If assigning a value to Q inside an always block, change output Q to output reg Q
I have written this code:
module Key_Schedule(
subkey_tupple1,
subkey_tupple2,
generate_key_final_step,
rst,clk
);
reg [0:31] a1,b1,a2,b2;
input [0:31] subkey_tupple1;
input [0:31] subkey_tupple2;
//input [31:0] subkey_A_swap;
//input [31:0] subkey_B_swap;
input clk,rst;
output reg [0:63] generate_key_final_step;
reg [0:63] temp;
reg [0:63] round_sub_key_left;
always #(posedge clk or negedge rst)
begin
if (!rst)
begin
temp<={64{1'b0}};
round_sub_key_left<={64{1'b0}};
end
else
temp<={subkey_tupple1[0:31],subkey_tupple2[0:31]};
//The error is below... line 49
round_sub_key_left<={temp[8:15],temp[16:23],temp[24:31],temp[0:7],temp[40:47],temp[48:55],temp[56:63],temp[32:39]};
a1={temp[8:15],temp[16:23],temp[24:31],temp[0:7]};
b1={temp[40:47],temp[48:55],temp[56:63],temp[32:39]};
a2=b1;
b2=a1^b1;
generate_key_final_step={a2,b2};
end
endmodule
When I click Synthesize -XST I get this error:
ERROR:HDLCompiler:1128 - "D:\Embedded_Project\Key_Schedule.v" Line 49: Assignment under multiple single edges is not supported for synthesis
There is a missing begin-end around the else condition. Therefore the assignment to temp is the only assignment in the else condition. When in active reset round_sub_key_left is still derived from temp. There error is likey do to the fact that during asynchronous reset round_sub_key_left is not being assigned to a constant.

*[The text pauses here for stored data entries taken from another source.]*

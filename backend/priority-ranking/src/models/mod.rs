use chrono::{DateTime, Utc};
use serde::ser::SerializeStruct;
use serde::{Deserialize, Deserializer, Serialize, Serializer};
use serde_json::Value;
use std::convert::Infallible;
use std::fmt;
use std::str::FromStr;

use crate::utils::parse_timestamp;

/// Post row as delivered by the feed data source.
///
/// Decoding is per field and never rejects a row: a numeric id becomes its
/// string form, counters that are not non-negative integers read as zero and
/// a `created_at` that is not a string is treated as unparseable.
#[derive(Debug, Clone, Default, PartialEq, Eq, Serialize, Deserialize)]
pub struct FeedPost {
    #[serde(default, deserialize_with = "lenient_id")]
    pub id: String,
    #[serde(default, deserialize_with = "lenient_timestamp")]
    pub created_at: Option<String>,
    #[serde(default, deserialize_with = "lenient_counter")]
    pub likes_count: Option<u64>,
    #[serde(default, deserialize_with = "lenient_counter")]
    pub comments_count: Option<u64>,
    /// Repost counter
    #[serde(default, deserialize_with = "lenient_counter")]
    pub shares_count: Option<u64>,
    #[serde(default, deserialize_with = "lenient_counter")]
    pub saves_count: Option<u64>,
}

fn lenient_id<'de, D>(deserializer: D) -> Result<String, D::Error>
where
    D: Deserializer<'de>,
{
    Ok(match Value::deserialize(deserializer)? {
        Value::String(id) => id,
        Value::Number(n) => n.to_string(),
        _ => String::new(),
    })
}

fn lenient_timestamp<'de, D>(deserializer: D) -> Result<Option<String>, D::Error>
where
    D: Deserializer<'de>,
{
    Ok(match Value::deserialize(deserializer)? {
        Value::String(ts) => Some(ts),
        _ => None,
    })
}

fn lenient_counter<'de, D>(deserializer: D) -> Result<Option<u64>, D::Error>
where
    D: Deserializer<'de>,
{
    Ok(match Value::deserialize(deserializer)? {
        Value::Number(n) => n.as_u64(),
        _ => None,
    })
}

impl FeedPost {
    pub fn new(id: impl Into<String>, created_at: impl Into<String>) -> Self {
        Self {
            id: id.into(),
            created_at: Some(created_at.into()),
            ..Self::default()
        }
    }

    /// Whether the id survives trimming; posts failing this are never ranked
    pub fn has_valid_id(&self) -> bool {
        !self.id.trim().is_empty()
    }

    pub fn likes(&self) -> u64 {
        self.likes_count.unwrap_or(0)
    }

    pub fn comments(&self) -> u64 {
        self.comments_count.unwrap_or(0)
    }

    pub fn reposts(&self) -> u64 {
        self.shares_count.unwrap_or(0)
    }

    pub fn saves(&self) -> u64 {
        self.saves_count.unwrap_or(0)
    }

    /// Sum of the four raw counters
    pub fn engagement(&self) -> u64 {
        self.likes()
            .saturating_add(self.comments())
            .saturating_add(self.reposts())
            .saturating_add(self.saves())
    }

    /// Parsed `created_at`, `None` when missing or unparseable
    pub fn created_at_utc(&self) -> Option<DateTime<Utc>> {
        self.created_at.as_deref().and_then(parse_timestamp)
    }
}

/// Feed ordering strategy.
///
/// Parsing never fails: anything other than `latest` or `discussed` ranks as `Hot`.
#[derive(Debug, Clone, Copy, Default, PartialEq, Eq, Hash, Serialize, Deserialize)]
#[serde(rename_all = "lowercase", from = "String")]
pub enum RankingMode {
    /// Engagement-weighted score with freshness boost
    #[default]
    Hot,
    /// Newest first, engagement ignored
    Latest,
    /// Most commented first
    Discussed,
}

impl RankingMode {
    pub fn as_str(&self) -> &'static str {
        match self {
            RankingMode::Hot => "hot",
            RankingMode::Latest => "latest",
            RankingMode::Discussed => "discussed",
        }
    }
}

impl fmt::Display for RankingMode {
    fn fmt(&self, f: &mut fmt::Formatter<'_>) -> fmt::Result {
        write!(f, "{}", self.as_str())
    }
}

impl From<&str> for RankingMode {
    fn from(value: &str) -> Self {
        match value.trim().to_ascii_lowercase().as_str() {
            "latest" => RankingMode::Latest,
            "discussed" => RankingMode::Discussed,
            _ => RankingMode::Hot,
        }
    }
}

impl From<String> for RankingMode {
    fn from(value: String) -> Self {
        RankingMode::from(value.as_str())
    }
}

impl FromStr for RankingMode {
    type Err = Infallible;

    fn from_str(s: &str) -> Result<Self, Self::Err> {
        Ok(RankingMode::from(s))
    }
}

/// Why a post was prioritized, shown to readers as a badge
#[derive(Debug, Clone, Copy, PartialEq, Eq, Hash, Serialize, Deserialize)]
#[serde(rename_all = "snake_case")]
pub enum PriorityReason {
    FrequentlyReshared,
    ActiveDiscussion,
    HighPositiveResponse,
    RecentPost,
    WorthPrioritizing,
}

impl PriorityReason {
    pub fn as_str(&self) -> &'static str {
        match self {
            PriorityReason::FrequentlyReshared => "frequently_reshared",
            PriorityReason::ActiveDiscussion => "active_discussion",
            PriorityReason::HighPositiveResponse => "high_positive_response",
            PriorityReason::RecentPost => "recent_post",
            PriorityReason::WorthPrioritizing => "worth_prioritizing",
        }
    }

    pub fn label(&self) -> &'static str {
        match self {
            PriorityReason::FrequentlyReshared => "Frequently reshared",
            PriorityReason::ActiveDiscussion => "Active discussion",
            PriorityReason::HighPositiveResponse => "High positive response",
            PriorityReason::RecentPost => "Recent post",
            PriorityReason::WorthPrioritizing => "Worth prioritizing",
        }
    }
}

impl fmt::Display for PriorityReason {
    fn fmt(&self, f: &mut fmt::Formatter<'_>) -> fmt::Result {
        f.write_str(self.label())
    }
}

/// One ranked post with the values that placed it
#[derive(Debug, Clone, PartialEq)]
pub struct RankedEntry {
    pub post: FeedPost,
    pub score: f64,
    pub engagement: u64,
    /// Hours since `created_at`; `INVALID_AGE_HOURS` when unparseable
    pub age_hours: f64,
    pub reason: PriorityReason,
}

impl Serialize for RankedEntry {
    fn serialize<S>(&self, serializer: S) -> Result<S::Ok, S::Error>
    where
        S: Serializer,
    {
        let mut state = serializer.serialize_struct("RankedEntry", 6)?;
        state.serialize_field("post", &self.post)?;
        state.serialize_field("score", &self.score)?;
        state.serialize_field("engagement", &self.engagement)?;
        state.serialize_field("ageHours", &self.age_hours)?;
        state.serialize_field("reason", &self.reason)?;
        state.serialize_field("reasonLabel", self.reason.label())?;
        state.end()
    }
}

Also, at toolic mentioned: It is generally a bad practice to put your combinational logic and synchronous logic in the same always block (ie mix blocking and non-blocking assignments). The best practice is to put combinational logic in an always #* block with blocking assignments (=). Synchronous logic (ie flip-flop) should go in an always #(posedge clk /*+ async-set/set*/) and only use non-blocking assignment (<=).
always #(posedge clk or negedge rst) begin
if (!rst) begin
temp<={64{1'b0}};
round_sub_key_left<={64{1'b0}};
end
else begin
temp <= {subkey_tupple1[0:31],subkey_tupple2[0:31]};
round_sub_key_left <= temp[8:31],temp[0:7],temp[40:63],temp[32:39]};
end
end
always #* begin : output_comb_logic
a1={temp[8:15],temp[16:23],temp[24:31],temp[0:7]};
b1={temp[40:47],temp[48:55],temp[56:63],temp[32:39]};
a2=b1;
b2=a1^b1;
generate_key_final_step={a2,b2};
end
else at line 47 affects only one line, and it is not right.
Under reset condition round_sub_key_left has two conflicting drivers.
Place code after else in begin-end parentheses.